А вообще же петербургский 1910 год был для Купалы насыщенным учебой, творческой работой, знакомствами. И пожалуй, ближе, чем с кем-либо другим, поэт сошелся в это время с Евгеном Хлебцевичем — «Халимоном из-под лущи», как тот подписывал тогда свои статьи. Был он одним из тех студентов, которых называют вечными. Чтобы учиться, Евгену Хлебцевичу нужно было подзарабатывать, и это прерывало учебу, которую, как и общественную деятельность, он ставил на первый план.
— Ныне и присно и во веки веков да святится имя твое, Иване, — так обычно приветствовал Купалу Хлебцевич, и они могли незаметно — шаг за шагом — перемерить все линии Васильевского острова: Хлебцевич — в бесконечных разговорах, Купала — все больше молча.
Был поздний ноябрь 1910-го. Петербургская судебная палата судила Франтишека Богушевича как автора «Дудки» и «Смыка». Председательствовал сенатор Крашенинников. Пыжились в камергерских мундирах прокурор, судья. Защищал Богушевича адвокат Гольдштейн. Богушевича уже десять лет как не было на свете, но жили, звали на борьбу «Дудка белорусская» и «Смык белорусский». Среди публики на хорах рядом с Евгеном Хлебцевичем стоял Янка Купала. Суд был самым настоящим — по всей форме. Как же, были оскорблены мундир и честь самого князя Хованского, о котором Купале рассказывал Хлебцевич. У Богушевича сто розог дает этот самый князь Хованский несговорчивому мужику Матею, который тем провинился перед князем, что не стал возвращаться в лоно православной церкви. И церкви у Богушевича нанесено оскорбление. И памяти о генерал-губернаторе Муравьеве. Но защитник Гольдштейн не лыком шит. Вот у него в руках книга протопросвитера
военного и морского духовенства, царского духовника Шавельского под названием «О воссоединении униатов с православной церковью». Защитник раскрывает книгу и читает, что бестактность князя Хованского вредила делу православия в Северо-Западном крае. А не о том ли у Богушевича? Адвокат легко доказывает, что и стихотворение «Жертва» не антиправительственное, не антипомещичье, что оно всего лишь зарифмованные евангельские заповеди. Суд в замешательстве, суд «удаляется на совещание» и оказывается не таким грозным, как надутый сенатор Крашенинников и голосистый, словно иерихонская труба, прокурор.

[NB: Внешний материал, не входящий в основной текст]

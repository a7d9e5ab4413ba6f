// 该文件是 Qianli （千里眼） 项目的一部分。
// src/model/nms.rs - 非极大值抑制
//
// 本文件根据 Apache 许可证第 2.0 版（以下简称“许可证”）授权使用；
// 除非遵守该许可证条款，否则您不得使用本文件。
// 您可通过以下网址获取许可证副本：
// http://www.apache.org/licenses/LICENSE-2.0
// 除非适用法律要求或书面同意，根据本许可协议分发的软件均按“原样”提供，
// 不附带任何形式的明示或暗示的保证或条件。
// 有关许可权限与限制的具体条款，请参阅本许可协议。
//
// Copyright (C) 2026 Johann Li <me@qinka.pro>, Wareless Group

use crate::model::core::Detection;

/// 按类别进行贪心非极大值抑制
///
/// 置信度降序排列后，同一类别中与已保留框 IoU 不低于 `iou_threshold` 的框被丢弃。
pub fn nms(mut detections: Vec<Detection>, iou_threshold: f32) -> Vec<Detection> {
  detections.sort_by(|a, b| b.prob.total_cmp(&a.prob));

  let mut kept: Vec<Detection> = Vec::with_capacity(detections.len());
  for det in detections {
    let suppressed = kept
      .iter()
      .any(|k| k.label == det.label && k.rect.iou(&det.rect) >= iou_threshold);
    if !suppressed {
      kept.push(det);
    }
  }
  kept
}

#[cfg(test)]
mod tests {
  use super::*;
  use crate::model::core::Rect;

  fn det(x: f32, label: usize, prob: f32) -> Detection {
    Detection {
      rect: Rect::new(x, 0.0, 10.0, 10.0),
      label,
      prob,
    }
  }

  #[test]
  fn overlapping_same_class_keeps_best() {
    let kept = nms(vec![det(0.0, 0, 0.6), det(1.0, 0, 0.9), det(50.0, 0, 0.3)], 0.45);
    assert_eq!(kept.len(), 2);
    assert_eq!(kept[0].prob, 0.9);
    assert_eq!(kept[1].prob, 0.3);
  }

  #[test]
  fn different_classes_do_not_suppress_each_other() {
    let kept = nms(vec![det(0.0, 0, 0.6), det(0.0, 1, 0.9)], 0.45);
    assert_eq!(kept.len(), 2);
  }

  #[test]
  fn low_overlap_survives() {
    // IoU = 50 / 150
    let kept = nms(vec![det(0.0, 0, 0.6), det(5.0, 0, 0.9)], 0.45);
    assert_eq!(kept.len(), 2);
  }
}
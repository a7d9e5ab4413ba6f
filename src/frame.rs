// 该文件是 Qianli （千里眼） 项目的一部分。
// src/frame.rs - 帧定义
//
// 本文件根据 Apache 许可证第 2.0 版（以下简称“许可证”）授权使用；
// 除非遵守该许可证条款，否则您不得使用本文件。
// 您可通过以下网址获取许可证副本：
// http://www.apache.org/licenses/LICENSE-2.0
// 除非适用法律要求或书面同意，根据本许可协议分发的软件均按“原样”提供，
// 不附带任何形式的明示或暗示的保证或条件。
// 有关许可权限与限制的具体条款，请参阅本许可协议。
//
// Copyright (C) 2026 Johann Li <me@qinka.pro>, Wareless Group

use image::RgbImage;

/// 帧数据
#[derive(Debug, Clone)]
pub struct Frame {
  /// RGB 图像数据，采集后不再修改
  pub image: RgbImage,
  /// 帧索引
  pub index: u64,
  /// 时间戳（毫秒）
  pub timestamp_ms: u64,
}

impl Frame {
  pub fn new(image: RgbImage, index: u64, timestamp_ms: u64) -> Self {
    Self {
      image,
      index,
      timestamp_ms,
    }
  }

  pub fn width(&self) -> u32 {
    self.image.width()
  }

  pub fn height(&self) -> u32 {
    self.image.height()
  }
}

impl From<RgbImage> for Frame {
  fn from(image: RgbImage) -> Self {
    Frame::new(image, 0, 0)
  }
}

/// 将 BGR 排列的像素数据原地转换为 RGB
pub fn swap_bgr_to_rgb(data: &mut [u8]) {
  for pixel in data.chunks_exact_mut(3) {
    pixel.swap(0, 2);
  }
}

/// 将 YUYV 格式转换为 RGB
pub fn yuyv_to_rgb(yuyv: &[u8], width: u32, height: u32) -> Vec<u8> {
  let mut rgb = Vec::with_capacity((width * height * 3) as usize);

  for chunk in yuyv.chunks_exact(4) {
    let y0 = chunk[0] as f32;
    let u = chunk[1] as f32 - 128.0;
    let y1 = chunk[2] as f32;
    let v = chunk[3] as f32 - 128.0;

    for y in [y0, y1] {
      let r = (y + 1.402 * v).clamp(0.0, 255.0) as u8;
      let g = (y - 0.344 * u - 0.714 * v).clamp(0.0, 255.0) as u8;
      let b = (y + 1.772 * u).clamp(0.0, 255.0) as u8;
      rgb.extend_from_slice(&[r, g, b]);
    }
  }

  rgb
}

#[cfg(test)]
mod tests {
  use super::*;

  #[test]
  fn bgr_swap_reverses_channels() {
    let mut data = vec![1, 2, 3, 4, 5, 6];
    swap_bgr_to_rgb(&mut data);
    assert_eq!(data, vec![3, 2, 1, 6, 5, 4]);
  }

  #[test]
  fn yuyv_gray_stays_gray() {
    // u = v = 128 没有色度分量
    let rgb = yuyv_to_rgb(&[100, 128, 200, 128], 2, 1);
    assert_eq!(rgb, vec![100, 100, 100, 200, 200, 200]);
  }

  #[test]
  fn frame_from_image_has_zero_index() {
    let frame = Frame::from(RgbImage::new(4, 3));
    assert_eq!(frame.index, 0);
    assert_eq!((frame.width(), frame.height()), (4, 3));
  }
}
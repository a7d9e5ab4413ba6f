// 该文件是 Qianli （千里眼） 项目的一部分。
// src/model/yolo11.rs - YOLO11 单尺度 DFL 检测器
//
// 本文件根据 Apache 许可证第 2.0 版（以下简称“许可证”）授权使用；
// 除非遵守该许可证条款，否则您不得使用本文件。
// 您可通过以下网址获取许可证副本：
// http://www.apache.org/licenses/LICENSE-2.0
// 除非适用法律要求或书面同意，根据本许可协议分发的软件均按“原样”提供，
// 不附带任何形式的明示或暗示的保证或条件。
// 有关许可权限与限制的具体条款，请参阅本许可协议。
//
// Copyright (C) 2026 Johann Li <me@qinka.pro>, Wareless Group

use std::{path::PathBuf, sync::Arc};

use image::RgbImage;
use thiserror::Error;
use tracing::{debug, info};
use url::Url;

use crate::{
  FromUrl, FromUrlWithScheme,
  frame::Frame,
  model::{
    core::{DetectError, DetectResult, InferenceEngine, Model},
    dfl::DFL_BINS,
    label::LabelTable,
    letterbox::LetterboxPlan,
    nms::nms,
    proposal::generate_proposals,
    tensor::{OutputTensor, TensorLayout},
  },
  utils::{QueryParamError, parse_query_param, query_flag, query_param},
};

#[cfg(feature = "onnx")]
use crate::model::onnx::{OrtEngine, OrtEngineError};

const YOLO11_INPUT_SIZE: u32 = 640;
const YOLO11_STRIDE: u32 = 32;
const YOLO11_OBJECT_THRESH: f32 = 0.5;

#[derive(Error, Debug)]
pub enum Yolo11Error {
  #[error("模型路径错误: {0}")]
  ModelPathError(String),
  #[error("模型参数错误: {0}")]
  QueryError(#[from] QueryParamError),
  #[error("类别文件 {path} 读取失败: {source}")]
  LabelFileError {
    path: PathBuf,
    source: std::io::Error,
  },
  #[error("检测配置错误: {0}")]
  ConfigError(#[from] DetectError),
  #[cfg(feature = "onnx")]
  #[error("推理引擎错误: {0}")]
  EngineError(#[from] OrtEngineError),
}

/// 检测参数
#[derive(Debug, Clone, PartialEq)]
pub struct DetectorConfig {
  /// 网络输入的长边尺寸
  pub target_size: u32,
  /// 输出网格相对输入像素的下采样倍数
  pub stride: u32,
  /// 每条边的分布 bin 数
  pub bins: usize,
  /// 类别分数阈值，`(0, 1)`
  pub prob_threshold: f32,
  /// 按类别 NMS 的 IoU 阈值，`None` 表示不做抑制
  pub nms_threshold: Option<f32>,
  /// 是否把结果裁剪到原图范围内
  pub clip: bool,
}

impl Default for DetectorConfig {
  fn default() -> Self {
    Self {
      target_size: YOLO11_INPUT_SIZE,
      stride: YOLO11_STRIDE,
      bins: DFL_BINS,
      prob_threshold: YOLO11_OBJECT_THRESH,
      nms_threshold: None,
      clip: true,
    }
  }
}

impl DetectorConfig {
  pub fn validate(&self) -> Result<(), DetectError> {
    if self.target_size == 0 || self.stride == 0 || self.bins == 0 {
      return Err(DetectError::InvalidConfig(format!(
        "尺寸 {}、步长 {}、bin 数 {} 必须为正数",
        self.target_size, self.stride, self.bins
      )));
    }
    if !(self.prob_threshold > 0.0 && self.prob_threshold < 1.0) {
      return Err(DetectError::InvalidConfig(format!(
        "置信度阈值 {} 不在 (0, 1) 内",
        self.prob_threshold
      )));
    }
    if let Some(iou) = self.nms_threshold
      && !(iou > 0.0 && iou <= 1.0)
    {
      return Err(DetectError::InvalidConfig(format!(
        "NMS 阈值 {} 不在 (0, 1] 内",
        iou
      )));
    }
    Ok(())
  }
}

pub struct Yolo11Builder {
  model_path: PathBuf,
  config: DetectorConfig,
  labels_path: Option<PathBuf>,
  input_name: Option<String>,
  output_name: Option<String>,
  layout: TensorLayout,
}

impl FromUrlWithScheme for Yolo11Builder {
  const SCHEME: &'static str = "yolo11";
}

impl FromUrl for Yolo11Builder {
  type Error = Yolo11Error;

  fn from_url(url: &Url) -> Result<Self, Self::Error> {
    if url.scheme() != Self::SCHEME {
      return Err(Yolo11Error::ModelPathError(format!(
        "模型路径必须使用 {} 方案",
        Self::SCHEME
      )));
    }

    let defaults = DetectorConfig::default();
    let config = DetectorConfig {
      target_size: parse_query_param(url, "size")?.unwrap_or(defaults.target_size),
      stride: parse_query_param(url, "stride")?.unwrap_or(defaults.stride),
      bins: parse_query_param(url, "bins")?.unwrap_or(defaults.bins),
      prob_threshold: parse_query_param(url, "threshold")?.unwrap_or(defaults.prob_threshold),
      nms_threshold: parse_query_param(url, "nms")?,
      clip: query_flag(url, "clip")?.unwrap_or(defaults.clip),
    };
    config.validate()?;

    Ok(Yolo11Builder {
      model_path: PathBuf::from(url.path()),
      config,
      labels_path: query_param(url, "labels").map(PathBuf::from),
      input_name: query_param(url, "input"),
      output_name: query_param(url, "output"),
      layout: parse_query_param(url, "layout")?.unwrap_or_default(),
    })
  }
}

impl Yolo11Builder {
  pub fn new(model_path: impl Into<PathBuf>) -> Self {
    Self {
      model_path: model_path.into(),
      config: DetectorConfig::default(),
      labels_path: None,
      input_name: None,
      output_name: None,
      layout: TensorLayout::default(),
    }
  }

  pub fn confidence(mut self, threshold: f32) -> Self {
    self.config.prob_threshold = threshold;
    self
  }

  pub fn nms_threshold(mut self, threshold: Option<f32>) -> Self {
    self.config.nms_threshold = threshold;
    self
  }

  pub fn clip(mut self, clip: bool) -> Self {
    self.config.clip = clip;
    self
  }

  pub fn config(&self) -> &DetectorConfig {
    &self.config
  }

  pub fn model_path(&self) -> &PathBuf {
    &self.model_path
  }

  pub fn layout(&self) -> TensorLayout {
    self.layout
  }

  /// 引擎输入、输出名称，未指定时由引擎自行选择
  pub fn io_names(&self) -> (Option<&str>, Option<&str>) {
    (self.input_name.as_deref(), self.output_name.as_deref())
  }

  fn load_labels(&self) -> Result<LabelTable, Yolo11Error> {
    match &self.labels_path {
      Some(path) => LabelTable::from_file(path).map_err(|source| Yolo11Error::LabelFileError {
        path: path.clone(),
        source,
      }),
      None => Ok(LabelTable::coco()),
    }
  }

  /// 使用已加载的推理引擎构建检测器
  pub fn build_with_engine<E: InferenceEngine>(self, engine: E) -> Result<Yolo11<E>, Yolo11Error> {
    self.config.validate()?;
    let labels = self.load_labels()?;
    info!(
      "检测器参数: 输入 {}, 步长 {}, 阈值 {}, NMS {:?}, 类别数 {}",
      self.config.target_size,
      self.config.stride,
      self.config.prob_threshold,
      self.config.nms_threshold,
      labels.len()
    );
    Ok(Yolo11::new(engine, self.config, labels))
  }

  #[cfg(feature = "onnx")]
  pub fn build(self) -> Result<Yolo11<OrtEngine>, Yolo11Error> {
    let engine = OrtEngine::load(
      &self.model_path,
      self.input_name.as_deref(),
      self.output_name.as_deref(),
      self.layout,
    )?;
    self.build_with_engine(engine)
  }
}

/// YOLO11 检测器，持有在启动时加载好的推理引擎
pub struct Yolo11<E> {
  engine: E,
  config: DetectorConfig,
  labels: Arc<LabelTable>,
}

impl<E: InferenceEngine> Yolo11<E> {
  pub fn new(engine: E, config: DetectorConfig, labels: LabelTable) -> Self {
    Self {
      engine,
      config,
      labels: Arc::new(labels),
    }
  }

  pub fn config(&self) -> &DetectorConfig {
    &self.config
  }

  pub fn labels(&self) -> &LabelTable {
    &self.labels
  }

  pub fn engine(&self) -> &E {
    &self.engine
  }

  fn check_output(&self, plan: &LetterboxPlan, output: &OutputTensor) -> Result<(), DetectError> {
    let stride = self.config.stride;
    let expected_grid = (
      (plan.padded_height() / stride) as usize,
      (plan.padded_width() / stride) as usize,
    );
    let expected_channels = 4 * self.config.bins + self.labels.len();

    if (output.grid_y(), output.grid_x()) != expected_grid || output.channels() != expected_channels {
      return Err(DetectError::ShapeMismatch {
        expected: format!(
          "{}x{}x{} (4 x {} + {} 个类别)",
          expected_grid.0,
          expected_grid.1,
          expected_channels,
          self.config.bins,
          self.labels.len()
        ),
        actual: output.shape(),
      });
    }
    Ok(())
  }

  /// 检测一张图像，坐标位于原图像素空间
  pub fn detect(&self, image: &RgbImage, prob_threshold: f32) -> Result<DetectResult, DetectError> {
    if !(prob_threshold > 0.0 && prob_threshold < 1.0) {
      return Err(DetectError::InvalidConfig(format!(
        "置信度阈值 {} 不在 (0, 1) 内",
        prob_threshold
      )));
    }

    let (width, height) = image.dimensions();
    let plan = LetterboxPlan::new(width, height, self.config.target_size, self.config.stride)?;

    let now = std::time::Instant::now();
    let input = plan.apply(image);
    debug!("预处理完成，耗时: {:.2?}", now.elapsed());

    let now = std::time::Instant::now();
    let output = self
      .engine
      .forward(&input)
      .map_err(|e| DetectError::Engine(Box::new(e)))?;
    debug!("前向推理完成，耗时: {:.2?}, 输出形状 {:?}", now.elapsed(), output.shape());

    self.check_output(&plan, &output)?;

    let mut detections =
      generate_proposals(&output, prob_threshold, self.config.stride, self.config.bins)?;

    if let Some(iou) = self.config.nms_threshold {
      let before = detections.len();
      detections = nms(detections, iou);
      debug!("NMS: {} -> {}", before, detections.len());
    }

    for det in detections.iter_mut() {
      plan.unmap(det);
      if self.config.clip {
        det.rect = det.rect.clip(width as f32, height as f32);
      }
    }

    debug!("检测到 {} 个物体", detections.len());
    Ok(DetectResult::new(detections, self.labels.clone()))
  }
}

impl<E: InferenceEngine> Model for Yolo11<E> {
  type Input = Frame;
  type Output = DetectResult;
  type Error = DetectError;

  fn infer(&self, input: &Self::Input) -> Result<Self::Output, Self::Error> {
    self.detect(&input.image, self.config.prob_threshold)
  }
}
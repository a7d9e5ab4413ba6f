// 该文件是 Qianli （千里眼） 项目的一部分。
// src/input/v4l_input.rs - V4L 摄像头输入
//
// 本文件根据 Apache 许可证第 2.0 版（以下简称“许可证”）授权使用；
// 除非遵守该许可证条款，否则您不得使用本文件。
// 您可通过以下网址获取许可证副本：
// http://www.apache.org/licenses/LICENSE-2.0
// 除非适用法律要求或书面同意，根据本许可协议分发的软件均按“原样”提供，
// 不附带任何形式的明示或暗示的保证或条件。
// 有关许可权限与限制的具体条款，请参阅本许可协议。
//
// Copyright (C) 2026 Johann Li <me@qinka.pro>, Wareless Group

use std::str::FromStr;

use image::RgbImage;
use thiserror::Error;
use tracing::{error, info, warn};
use url::Url;
use v4l::{
  Device, FourCC,
  buffer::Type,
  io::{mmap::Stream, traits::CaptureStream},
  video::Capture,
};

use crate::{
  FromUrl, FromUrlWithScheme,
  frame::{Frame, swap_bgr_to_rgb, yuyv_to_rgb},
  utils::{QueryParamError, parse_query_param},
};

const DEFAULT_DEVICE: &str = "/dev/video0";
const DEFAULT_WIDTH: u32 = 1920;
const DEFAULT_HEIGHT: u32 = 1080;
const BUFFER_COUNT: u32 = 4;

#[derive(Error, Debug)]
pub enum V4lInputError {
  #[error("URI 方案不匹配")]
  SchemeMismatch,
  #[error("I/O 错误: {0}")]
  IoError(#[from] std::io::Error),
  #[error("参数错误: {0}")]
  QueryError(#[from] QueryParamError),
  #[error("不支持的像素格式: {0}")]
  UnsupportedPixelFormat(String),
  #[error("缓冲区大小 {actual} 与 {width}x{height} {format:?} 不符")]
  BufferSize {
    actual: usize,
    width: u32,
    height: u32,
    format: PixelFormat,
  },
  #[error("MJPG 解码错误: {0}")]
  DecodeError(#[from] image::ImageError),
}

#[derive(Debug, Clone, Copy, PartialEq, Eq, Default)]
pub enum PixelFormat {
  #[default]
  Rgb3,
  Bgr3,
  Yuyv,
  Mjpg,
}

impl PixelFormat {
  fn fourcc(&self) -> FourCC {
    match self {
      PixelFormat::Rgb3 => FourCC::new(b"RGB3"),
      PixelFormat::Bgr3 => FourCC::new(b"BGR3"),
      PixelFormat::Yuyv => FourCC::new(b"YUYV"),
      PixelFormat::Mjpg => FourCC::new(b"MJPG"),
    }
  }

  /// 将一帧原始数据转换为 RGB 图像
  pub fn to_rgb_image(&self, data: &[u8], width: u32, height: u32) -> Result<RgbImage, V4lInputError> {
    let size_error = || V4lInputError::BufferSize {
      actual: data.len(),
      width,
      height,
      format: *self,
    };
    let pixels = (width * height) as usize;

    match self {
      PixelFormat::Rgb3 | PixelFormat::Bgr3 => {
        let mut rgb = data.get(..pixels * 3).ok_or_else(size_error)?.to_vec();
        if *self == PixelFormat::Bgr3 {
          swap_bgr_to_rgb(&mut rgb);
        }
        RgbImage::from_raw(width, height, rgb).ok_or_else(size_error)
      }
      PixelFormat::Yuyv => {
        let yuyv = data.get(..pixels * 2).ok_or_else(size_error)?;
        RgbImage::from_raw(width, height, yuyv_to_rgb(yuyv, width, height)).ok_or_else(size_error)
      }
      PixelFormat::Mjpg => {
        let image = image::load_from_memory_with_format(data, image::ImageFormat::Jpeg)?;
        Ok(image.into_rgb8())
      }
    }
  }
}

impl FromStr for PixelFormat {
  type Err = String;

  fn from_str(s: &str) -> Result<Self, Self::Err> {
    match s.to_ascii_uppercase().as_str() {
      "RGB3" | "RGB" => Ok(PixelFormat::Rgb3),
      "BGR3" | "BGR" => Ok(PixelFormat::Bgr3),
      "YUYV" => Ok(PixelFormat::Yuyv),
      "MJPG" | "MJPEG" => Ok(PixelFormat::Mjpg),
      _ => Err(s.to_string()),
    }
  }
}

/// V4L2 摄像头，默认 `/dev/video0`、1920x1080、RGB3
pub struct V4lInput {
  device_path: String,
  width: u32,
  height: u32,
  format: PixelFormat,
  stream: Stream<'static>,
  frame_index: u64,
}

impl FromUrlWithScheme for V4lInput {
  const SCHEME: &'static str = "v4l";
}

impl FromUrl for V4lInput {
  type Error = V4lInputError;

  fn from_url(url: &Url) -> Result<Self, Self::Error> {
    if url.scheme() != Self::SCHEME {
      error!(
        "URI 方案不匹配: 期望 '{}', 实际 '{}'",
        Self::SCHEME,
        url.scheme()
      );
      return Err(V4lInputError::SchemeMismatch);
    }

    // v4l:///dev/video0?width=1920&height=1080&format=RGB3
    let device_path = if url.path().is_empty() || url.path() == "/" {
      DEFAULT_DEVICE.to_string()
    } else {
      url.path().to_string()
    };
    let width = parse_query_param(url, "width")?.unwrap_or(DEFAULT_WIDTH);
    let height = parse_query_param(url, "height")?.unwrap_or(DEFAULT_HEIGHT);
    let format = match crate::utils::query_param(url, "format") {
      Some(value) => value
        .parse::<PixelFormat>()
        .map_err(V4lInputError::UnsupportedPixelFormat)?,
      None => PixelFormat::default(),
    };

    let device = Device::with_path(&device_path)?;
    let mut fmt = device.format()?;
    fmt.width = width;
    fmt.height = height;
    fmt.fourcc = format.fourcc();
    let fmt = device.set_format(&fmt)?;

    if fmt.fourcc != format.fourcc() {
      return Err(V4lInputError::UnsupportedPixelFormat(fmt.fourcc.to_string()));
    }
    if fmt.width != width || fmt.height != height {
      warn!(
        "摄像头不支持 {}x{}，实际分辨率 {}x{}",
        width, height, fmt.width, fmt.height
      );
    }

    let stream = Stream::with_buffers(&device, Type::VideoCapture, BUFFER_COUNT)?;
    info!(
      "打开摄像头 {}: {}x{} {}",
      device_path, fmt.width, fmt.height, fmt.fourcc
    );

    Ok(V4lInput {
      device_path,
      width: fmt.width,
      height: fmt.height,
      format,
      stream,
      frame_index: 0,
    })
  }
}

impl V4lInput {
  pub fn device_path(&self) -> &str {
    &self.device_path
  }

  fn capture_frame(&mut self) -> Result<Frame, V4lInputError> {
    let (buf, _meta) = self.stream.next()?;
    let image = self.format.to_rgb_image(buf, self.width, self.height)?;
    let timestamp_ms = chrono::Utc::now().timestamp_millis().max(0) as u64;
    let frame = Frame::new(image, self.frame_index, timestamp_ms);
    self.frame_index += 1;
    Ok(frame)
  }
}

impl Iterator for V4lInput {
  type Item = Frame;

  fn next(&mut self) -> Option<Self::Item> {
    match self.capture_frame() {
      Ok(frame) => Some(frame),
      Err(e) => {
        error!("采集帧失败: {}", e);
        None
      }
    }
  }
}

— Написанное остается, — говорит Евген Хлебцевич, когда, спустившись по узкой лестнице с хоров, друзья очутились на улице.
Продолжая думать о чем-то глубоко своем, Купала неожиданно для Евгена горячо произносит:
— В конце концов, Халимоне, каждый поэт сам себе судья...
— Ты чистый романтик, Яночка!
— А что есть, могут быть грязные романтики?
— Как и грязный суд.
— Суд, если он не суд, — судилище, — заключает Купала и думает, что хоть эта грозная туча не будет висеть над товариществом и «Дудка белорусская» и «Смык белорусский» теперь свободно пойдут в продажу. А это хоть что-то да значит для финансовых дел издательства, столь близких теперь не только Эпимах-Шипилло, но и Купале.
Было в 1910 году еще и это — горечь, смятение, напряженные раздумья, вызванные повестью И. Бунина «Деревня». Назвать всю Россию «Дурновкой», а о революции сказать, что «поорали мужички, побезобразничали... Так скотина линяет...»? Господи! Слышал, сколько раз слышал Купала о дурном мужике у себя дома, в Белоруссии. Порочили его панки — местечковая шляхта, порочила вековечная оскорбительная традиция. А здесь?! Тонкий, прекрасный художник, певец печали дворянских гнезд, настоящей красоты их, что от красоты России вообще, от русской природы вообще, от созданного русским народом-тружеником, — и вдруг этот художник заявляет: «Вся, вся она — Дурновка!..» Как же объяснить, что не вся! Что и в мужичьей России, и в мужичьей Белоруссии это лишь внешнее... Как объяснить?.. Нужно искать, думал поэт, искать ответ у народа, и не у чьего-то — у своего искать. И не в одном лишь 1910 году.